The hearing came just days after both houses of the Maine legislature passed resolutions calling on President Obama and Congress to enact federal single payer legislation. A poll this winter showed 52 percent of Maine physicians also favor single payer.

As Cathy Herlihy of the Maine State Nurses Association put it in a state forum featuring U.S. Senator Olympia Snowe, a single-payer system is the “the only solution,” she said. “We do not have time to wait. Our health should not be sacrificed for limited reforms.”

Pennsylvania

Two single payer bills are alive in the state, House Bill 1660, the “Family and Business Healthcare Security Act of 2009,” and Senate Bill 300.

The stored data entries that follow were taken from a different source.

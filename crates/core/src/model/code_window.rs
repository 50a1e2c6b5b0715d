use thorn_insight_protocol::{FileContent, FileId};

use crate::span::{GlobalSpan, LocalSpan, SpanError};

/// The text of one loaded file and the global offset range it occupies.
///
/// This is the coordinate translator: local and global spans can only be
/// converted through a window, so the offset used is always the start of
/// the text actually on screen.
#[derive(Debug, Clone, PartialEq, Eq)]
pub struct CodeWindow {
    file_id: FileId,
    text: String,
    range: GlobalSpan,
}

impl CodeWindow {
    pub fn new(file_id: FileId, text: impl Into<String>, range: GlobalSpan) -> Self {
        Self {
            file_id,
            text: text.into(),
            range,
        }
    }

    /// Build a window from a `GET /files/{id}` response.
    pub fn from_content(file_id: FileId, content: FileContent) -> Result<Self, SpanError> {
        let FileContent(text, range) = content;
        Ok(Self::new(file_id, text, GlobalSpan::try_from(range)?))
    }

    pub fn file_id(&self) -> FileId {
        self.file_id
    }

    pub fn text(&self) -> &str {
        &self.text
    }

    pub fn range(&self) -> GlobalSpan {
        self.range
    }

    /// Global offset of the first byte of `text`.
    pub fn offset(&self) -> u64 {
        self.range.start()
    }

    /// Rebase `global` onto this window's text. The span must lie inside
    /// [`Self::range`] and both ends must fall on character boundaries.
    pub fn to_local(&self, global: GlobalSpan) -> Result<LocalSpan, SpanError> {
        let out_of_window = || SpanError::OutOfWindow {
            start: global.start(),
            end: global.end(),
            low: self.range.start(),
            high: self.range.end(),
        };
        if !self.range.contains(&global) {
            return Err(out_of_window());
        }
        let start = usize::try_from(global.start() - self.offset()).map_err(|_| out_of_window())?;
        let end = usize::try_from(global.end() - self.offset()).map_err(|_| out_of_window())?;
        if end > self.text.len() {
            return Err(out_of_window());
        }
        self.check_boundaries(start, end)?;
        LocalSpan::new(start, end)
    }

    /// Inverse of [`Self::to_local`]: add the window offset back. Fails when
    /// `local` runs past the end of the text or splits a character.
    pub fn to_global(&self, local: LocalSpan) -> Result<GlobalSpan, SpanError> {
        if local.end() > self.text.len() {
            return Err(SpanError::OutOfWindow {
                start: self.offset() + local.start() as u64,
                end: self.offset() + local.end() as u64,
                low: self.range.start(),
                high: self.range.end(),
            });
        }
        self.check_boundaries(local.start(), local.end())?;
        GlobalSpan::new(
            self.offset() + local.start() as u64,
            self.offset() + local.end() as u64,
        )
    }

    /// The text covered by `local`. Spans produced by [`Self::to_local`] are
    /// always valid here.
    pub fn slice(&self, local: LocalSpan) -> Option<&str> {
        self.text.get(local.start()..local.end())
    }

    fn check_boundaries(&self, start: usize, end: usize) -> Result<(), SpanError> {
        for offset in [start, end] {
            if !self.text.is_char_boundary(offset) {
                return Err(SpanError::NotCharBoundary { offset });
            }
        }
        Ok(())
    }
}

Gov. Ed Rendell has said that if a single payer bill were to make it to his desk, he will sign it, reports Chuck Pennachio of Health Care for All Pennsylvania.

The state Democratic House Caucus is holding a public forum on the bill Friday, April 17 at 10 a.m. at the University of Pennsylvania campus in Philadelphia, featuring speakers from Physicians for a National Health Program, the Pennsylvania Association of Staff Nurses and Allied Professionals, and other single payer supporters..

The hearing comes on the heels of a resolution passed by the Philadelphia City Council calling for both state and federal lawmakers to establish a single-payer health system. 

Other states

Single payer bills are also on the docket in Minnesota, Missouri, and Washington.

 

The real show was outdoors — what the White House Forum on Healthcare left out

Hundreds of people, nurses, doctors, medical students, grassroots activists, and California School Employees Association members gathered in downtown Los Angeles Monday to deliver an unequivocal message about the nature of the healthcare reform Americans so desperately need.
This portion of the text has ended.